▶ TASK REQUIREMENTS
Collect each line of the entries that holds the string "impl".

▶ MATERIAL PROVIDED

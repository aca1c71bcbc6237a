//! JWT issuance, verification, and revocation.
//!
//! ARCHITECTURE
//! ============
//! Access and refresh tokens are HS256 JWTs signed with `SECRET_KEY`. Both
//! carry a random `jti` and a `type` claim; verification checks signature,
//! expiry, expected type, and the revocation store, in that order.
//!
//! TRADE-OFFS
//! ==========
//! Refresh tokens are stateless. Rotation revokes the presented refresh
//! token's `jti`, so replay protection is only as durable as the store.

use std::sync::Arc;
use std::time::Duration;

use jsonwebtoken::{Algorithm, DecodingKey, EncodingKey, Header, Validation, decode, encode};
use rand::Rng;
use rand::distr::Alphanumeric;
use serde::{Deserialize, Serialize};
use uuid::Uuid;

use crate::config::TokenSettings;
use crate::services::token_store::{Revocation, TokenStore};

const JTI_LEN: usize = 32;

#[derive(Debug, Clone, Copy, PartialEq, Eq, Serialize, Deserialize)]
#[serde(rename_all = "lowercase")]
pub enum TokenKind {
    Access,
    Refresh,
}

/// JWT claims. Identity fields are only present on access tokens.
#[derive(Debug, Clone, Serialize, Deserialize)]
pub struct Claims {
    pub sub: String,
    #[serde(default, skip_serializing_if = "Option::is_none")]
    pub email: Option<String>,
    #[serde(default, skip_serializing_if = "Option::is_none")]
    pub is_active: Option<bool>,
    #[serde(default, skip_serializing_if = "Option::is_none")]
    pub is_verified: Option<bool>,
    pub exp: i64,
    pub iat: i64,
    #[serde(default)]
    pub jti: Option<String>,
    #[serde(rename = "type")]
    pub kind: TokenKind,
}

impl Claims {
    /// Parse `sub` as a user ID.
    #[must_use]
    pub fn user_id(&self) -> Option<Uuid> {
        Uuid::parse_str(&self.sub).ok()
    }
}

/// User attributes embedded into an access token.
#[derive(Debug, Clone, Copy)]
pub struct TokenSubject<'a> {
    pub id: Uuid,
    pub email: &'a str,
    pub is_active: bool,
    pub is_verified: bool,
}

#[derive(Debug, Clone, Serialize, Deserialize)]
pub struct TokenPair {
    pub access_token: String,
    pub refresh_token: String,
    pub token_type: String,
    pub expires_in: u64,
}

#[derive(Debug, thiserror::Error)]
pub enum TokenError {
    #[error("failed to sign token: {0}")]
    Sign(#[from] jsonwebtoken::errors::Error),
}

// =============================================================================
// SERVICE
// =============================================================================

pub struct TokenService {
    encoding_key: EncodingKey,
    decoding_key: DecodingKey,
    access_ttl: Duration,
    refresh_ttl: Duration,
    store: Arc<dyn TokenStore>,
}

impl TokenService {
    #[must_use]
    pub fn new(settings: &TokenSettings, store: Arc<dyn TokenStore>) -> Self {
        Self {
            encoding_key: EncodingKey::from_secret(settings.secret_key.as_bytes()),
            decoding_key: DecodingKey::from_secret(settings.secret_key.as_bytes()),
            access_ttl: settings.access_ttl,
            refresh_ttl: settings.refresh_ttl,
            store,
        }
    }

    #[must_use]
    pub fn access_ttl(&self) -> Duration {
        self.access_ttl
    }

    #[must_use]
    pub fn store(&self) -> &Arc<dyn TokenStore> {
        &self.store
    }

    /// Issue an access token for `subject`.
    ///
    /// # Errors
    ///
    /// Returns an error if signing fails.
    pub fn issue_access(&self, subject: TokenSubject<'_>) -> Result<String, TokenError> {
        let now = unix_now();
        let claims = Claims {
            sub: subject.id.to_string(),
            email: Some(subject.email.to_owned()),
            is_active: Some(subject.is_active),
            is_verified: Some(subject.is_verified),
            exp: now + secs_i64(self.access_ttl),
            iat: now,
            jti: Some(generate_jti()),
            kind: TokenKind::Access,
        };
        self.sign(&claims)
    }

    /// Issue a refresh token for `user_id`.
    ///
    /// # Errors
    ///
    /// Returns an error if signing fails.
    pub fn issue_refresh(&self, user_id: Uuid) -> Result<String, TokenError> {
        let now = unix_now();
        let claims = Claims {
            sub: user_id.to_string(),
            email: None,
            is_active: None,
            is_verified: None,
            exp: now + secs_i64(self.refresh_ttl),
            iat: now,
            jti: Some(generate_jti()),
            kind: TokenKind::Refresh,
        };
        self.sign(&claims)
    }

    /// Issue a fresh access + refresh pair.
    ///
    /// # Errors
    ///
    /// Returns an error if signing fails.
    pub fn issue_pair(&self, subject: TokenSubject<'_>) -> Result<TokenPair, TokenError> {
        Ok(TokenPair {
            access_token: self.issue_access(subject)?,
            refresh_token: self.issue_refresh(subject.id)?,
            token_type: "bearer".to_owned(),
            expires_in: self.access_ttl.as_secs(),
        })
    }

    pub(crate) fn sign(&self, claims: &Claims) -> Result<String, TokenError> {
        Ok(encode(&Header::new(Algorithm::HS256), claims, &self.encoding_key)?)
    }

    /// Decode a token, checking signature, expiry, type, and revocation.
    pub async fn verify(&self, token: &str, expected: TokenKind) -> Option<Claims> {
        let claims = self.decode(token, true)?;
        if claims.kind != expected {
            return None;
        }
        if let Some(jti) = &claims.jti {
            if self.store.is_revoked(jti).await {
                return None;
            }
        }
        Some(claims)
    }

    /// Revoke a token until its natural expiry.
    ///
    /// Returns `Failed` for tokens that are malformed, already expired, lack a
    /// `jti`, or could not be written to the store.
    pub async fn revoke(&self, token: &str) -> Revocation {
        let Some(claims) = self.decode(token, false) else {
            return Revocation::Failed;
        };
        let Some(jti) = claims.jti.as_deref() else {
            return Revocation::Failed;
        };
        let remaining = claims.exp - unix_now();
        let Ok(remaining) = u64::try_from(remaining) else {
            return Revocation::Failed;
        };
        if remaining == 0 {
            return Revocation::Failed;
        }
        self.store.revoke(jti, Duration::from_secs(remaining)).await
    }

    fn decode(&self, token: &str, validate_exp: bool) -> Option<Claims> {
        let mut validation = Validation::new(Algorithm::HS256);
        validation.leeway = 0;
        validation.validate_exp = validate_exp;
        if !validate_exp {
            validation.required_spec_claims.clear();
        }
        decode::<Claims>(token, &self.decoding_key, &validation)
            .map(|data| data.claims)
            .ok()
    }
}

// =============================================================================
// HELPERS
// =============================================================================

/// 32 random alphanumerics.
#[must_use]
pub fn generate_jti() -> String {
    rand::rng()
        .sample_iter(&Alphanumeric)
        .take(JTI_LEN)
        .map(char::from)
        .collect()
}

/// Pull the token out of `Authorization: Bearer <token>` (scheme case-insensitive).
#[must_use]
pub fn extract_bearer(authorization: &str) -> Option<&str> {
    let mut parts = authorization.split_whitespace();
    let scheme = parts.next()?;
    let token = parts.next()?;
    if parts.next().is_some() || !scheme.eq_ignore_ascii_case("bearer") {
        return None;
    }
    Some(token)
}

pub(crate) fn unix_now() -> i64 {
    time::OffsetDateTime::now_utc().unix_timestamp()
}

fn secs_i64(duration: Duration) -> i64 {
    i64::try_from(duration.as_secs()).unwrap_or(i64::MAX / 2)
}

#[cfg(test)]
#[path = "token_test.rs"]
mod tests;
//! Profile analytics route.

use axum::extract::{Path, State};
use axum::response::Json;
use time::OffsetDateTime;
use uuid::Uuid;

use crate::error::ApiError;
use crate::routes::extract::{AuthUser, user_error};
use crate::services::analytics::{self, ProfileResponse};
use crate::services::{scent_profile, user};
use crate::state::AppState;

/// `GET /api/v1/profile/{user_id}`: dashboard data for the caller, or for
/// anyone when the caller is a superuser.
pub async fn get_profile(
    State(state): State<AppState>,
    auth: AuthUser,
    Path(raw_id): Path<String>,
) -> Result<Json<ProfileResponse>, ApiError> {
    let user_id = Uuid::parse_str(raw_id.trim()).map_err(|_| ApiError::field("user_id", "Invalid user ID"))?;
    if user_id != auth.user.id && !auth.user.is_superuser {
        return Err(ApiError::Forbidden("Not authorized to view this profile".into()));
    }

    let target = if user_id == auth.user.id {
        auth.user
    } else {
        user::find_by_id(&state.pool, user_id)
            .await
            .map_err(user_error)?
            .ok_or_else(|| ApiError::NotFound("User not found".into()))?
    };

    // Charts degrade to empty rather than failing the whole page.
    let profile = match scent_profile::find_profile(&state.pool, user_id).await {
        Ok(profile) => profile,
        Err(e) => {
            tracing::warn!(%user_id, error = %e, "scent profile unavailable");
            None
        }
    };
    let owned = match scent_profile::owned_fragrances(&state.pool, user_id).await {
        Ok(owned) => owned,
        Err(e) => {
            tracing::warn!(%user_id, error = %e, "owned fragrances unavailable");
            Vec::new()
        }
    };

    Ok(Json(analytics::build_profile(&target, profile.as_ref(), &owned, OffsetDateTime::now_utc())))
}
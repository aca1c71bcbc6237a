//! In-memory recommendation engines.
//!
//! ARCHITECTURE
//! ============
//! `Catalog` is an immutable snapshot of the `fragrances` table with cleaned
//! note lists and corpus statistics (document frequency per note/accord and
//! the largest rating count). Both recommenders score every catalog entry
//! against the request and return the top `limit` by score.
//!
//! `Engines` pairs the two recommenders over one shared catalog. App state
//! holds an optional `Arc<Engines>` that is swapped wholesale on rebuild, so
//! in-flight requests keep scoring against the snapshot they started with.

pub mod note_based;
pub mod similarity;

use std::collections::{BTreeMap, HashMap};
use std::sync::Arc;

use uuid::Uuid;

use crate::services::fragrance::FragranceRow;

pub use note_based::{NoteBasedRecommender, NotePreference};
pub use similarity::{AnalysisType, SimilarityRecommender, SimilarityResult};

const WILSON_Z: f64 = 1.96;

#[derive(Debug, Clone, PartialEq, thiserror::Error)]
pub enum RecommendError {
    #[error("Must provide either preferred notes or preferred accords")]
    NoPreferences,
    #[error("At least one fragrance ID required")]
    NoTargets,
    #[error("Fragrance with ID {0} not found")]
    UnknownFragrance(Uuid),
}

/// A catalog entry with cleaned, lowercased note and accord lists.
#[derive(Debug, Clone, PartialEq)]
pub struct CatalogFragrance {
    pub id: Uuid,
    pub name: String,
    pub brand: String,
    /// `top_notes ++ middle_notes ++ base_notes`.
    pub notes: Vec<String>,
    pub top_notes: Vec<String>,
    pub middle_notes: Vec<String>,
    pub base_notes: Vec<String>,
    pub accords: Vec<String>,
    pub avg_rating: f64,
    pub num_ratings: i32,
}

impl CatalogFragrance {
    #[must_use]
    pub fn from_row(row: FragranceRow) -> Self {
        let top_notes = clean_list(row.top_notes);
        let middle_notes = clean_list(row.middle_notes);
        let base_notes = clean_list(row.base_notes);
        let notes = top_notes
            .iter()
            .chain(&middle_notes)
            .chain(&base_notes)
            .cloned()
            .collect();
        Self {
            id: row.id,
            name: row.name,
            brand: row.brand_name,
            notes,
            top_notes,
            middle_notes,
            base_notes,
            accords: clean_list(row.main_accords),
            avg_rating: row.average_rating,
            num_ratings: row.total_ratings,
        }
    }
}

/// Trim, lowercase, and drop empty entries.
#[must_use]
pub fn clean_list(items: Vec<String>) -> Vec<String> {
    items
        .into_iter()
        .map(|item| item.trim().to_lowercase())
        .filter(|item| !item.is_empty())
        .collect()
}

// =============================================================================
// CATALOG
// =============================================================================

pub struct Catalog {
    fragrances: Vec<CatalogFragrance>,
    by_id: HashMap<Uuid, usize>,
    note_frequencies: HashMap<String, u32>,
    accord_frequencies: HashMap<String, u32>,
    max_ratings: i32,
}

impl Catalog {
    #[must_use]
    pub fn new(fragrances: Vec<CatalogFragrance>) -> Self {
        let by_id = fragrances.iter().enumerate().map(|(idx, f)| (f.id, idx)).collect();
        let mut note_frequencies: HashMap<String, u32> = HashMap::new();
        let mut accord_frequencies: HashMap<String, u32> = HashMap::new();
        for fragrance in &fragrances {
            for note in &fragrance.notes {
                *note_frequencies.entry(note.clone()).or_default() += 1;
            }
            for accord in &fragrance.accords {
                *accord_frequencies.entry(accord.clone()).or_default() += 1;
            }
        }
        let max_ratings = fragrances.iter().map(|f| f.num_ratings).max().unwrap_or(1);
        Self { fragrances, by_id, note_frequencies, accord_frequencies, max_ratings }
    }

    #[must_use]
    pub fn from_rows(rows: Vec<FragranceRow>) -> Self {
        Self::new(rows.into_iter().map(CatalogFragrance::from_row).collect())
    }

    #[must_use]
    pub fn len(&self) -> usize {
        self.fragrances.len()
    }

    #[must_use]
    pub fn is_empty(&self) -> bool {
        self.fragrances.is_empty()
    }

    #[must_use]
    pub fn get(&self, id: Uuid) -> Option<&CatalogFragrance> {
        self.by_id.get(&id).map(|idx| &self.fragrances[*idx])
    }

    pub fn iter(&self) -> impl Iterator<Item = &CatalogFragrance> {
        self.fragrances.iter()
    }

    /// `1 / ln(f + 1)` over note document frequency; unknown notes count as 1.
    #[must_use]
    pub fn note_rarity(&self, note: &str) -> f64 {
        rarity(self.note_frequencies.get(note).copied().unwrap_or(1))
    }

    /// `1 / ln(f + 1)` over accord document frequency; unknown accords count as 1.
    #[must_use]
    pub fn accord_rarity(&self, accord: &str) -> f64 {
        rarity(self.accord_frequencies.get(accord).copied().unwrap_or(1))
    }

    /// Log-scaled rating count relative to the most-rated fragrance.
    #[must_use]
    pub fn popularity(&self, num_ratings: i32) -> f64 {
        if num_ratings <= 0 || self.max_ratings <= 0 {
            return 0.0;
        }
        let normalized = f64::from(num_ratings).ln_1p() / f64::from(self.max_ratings).ln_1p();
        normalized.min(1.0)
    }
}

fn rarity(frequency: u32) -> f64 {
    1.0 / f64::from(frequency).ln_1p()
}

/// Wilson lower bound on the share of "positive" ratings, where an average
/// of 2.5 maps to 0 and 5.0 maps to 1.
#[must_use]
pub fn quality(avg_rating: f64, num_ratings: i32) -> f64 {
    if num_ratings <= 0 || avg_rating <= 0.0 {
        return 0.0;
    }
    let p = ((avg_rating - 2.5) / 2.5).max(0.0);
    let n = f64::from(num_ratings);
    let z2 = WILSON_Z * WILSON_Z;
    let denominator = 1.0 + z2 / n;
    let numerator = p + z2 / (2.0 * n) - WILSON_Z * ((p * (1.0 - p) + z2 / (4.0 * n)) / n).sqrt();
    (numerator / denominator).max(0.0)
}

// =============================================================================
// RESULTS
// =============================================================================

/// Component scores keyed by name, always including `final_score`.
pub type Explanation = BTreeMap<&'static str, f64>;

#[derive(Debug, Clone)]
pub struct Recommendation<'a> {
    pub fragrance: &'a CatalogFragrance,
    pub score: f64,
    pub explanation: Explanation,
}

/// Sort by score descending (ties by name, then ID) and keep `limit`.
pub(crate) fn top_n(mut candidates: Vec<Recommendation<'_>>, limit: usize) -> Vec<Recommendation<'_>> {
    candidates.sort_by(|a, b| {
        b.score
            .total_cmp(&a.score)
            .then_with(|| a.fragrance.name.cmp(&b.fragrance.name))
            .then_with(|| a.fragrance.id.cmp(&b.fragrance.id))
    });
    candidates.truncate(limit);
    candidates
}

// =============================================================================
// ENGINES
// =============================================================================

/// Both recommenders over one catalog snapshot.
pub struct Engines {
    pub note_based: NoteBasedRecommender,
    pub similarity: SimilarityRecommender,
}

impl Engines {
    #[must_use]
    pub fn new(catalog: Catalog) -> Self {
        let catalog = Arc::new(catalog);
        Self {
            note_based: NoteBasedRecommender::new(Arc::clone(&catalog)),
            similarity: SimilarityRecommender::new(catalog),
        }
    }

    #[must_use]
    pub fn catalog(&self) -> &Catalog {
        self.note_based.catalog()
    }
}

#[cfg(test)]
#[path = "mod_test.rs"]
mod tests;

▶ COMPLETED TASK
impl Claims {
impl TokenService {
impl CatalogFragrance {
impl Catalog {
    pub fn iter(&self) -> impl Iterator<Item = &CatalogFragrance> {
impl Engines {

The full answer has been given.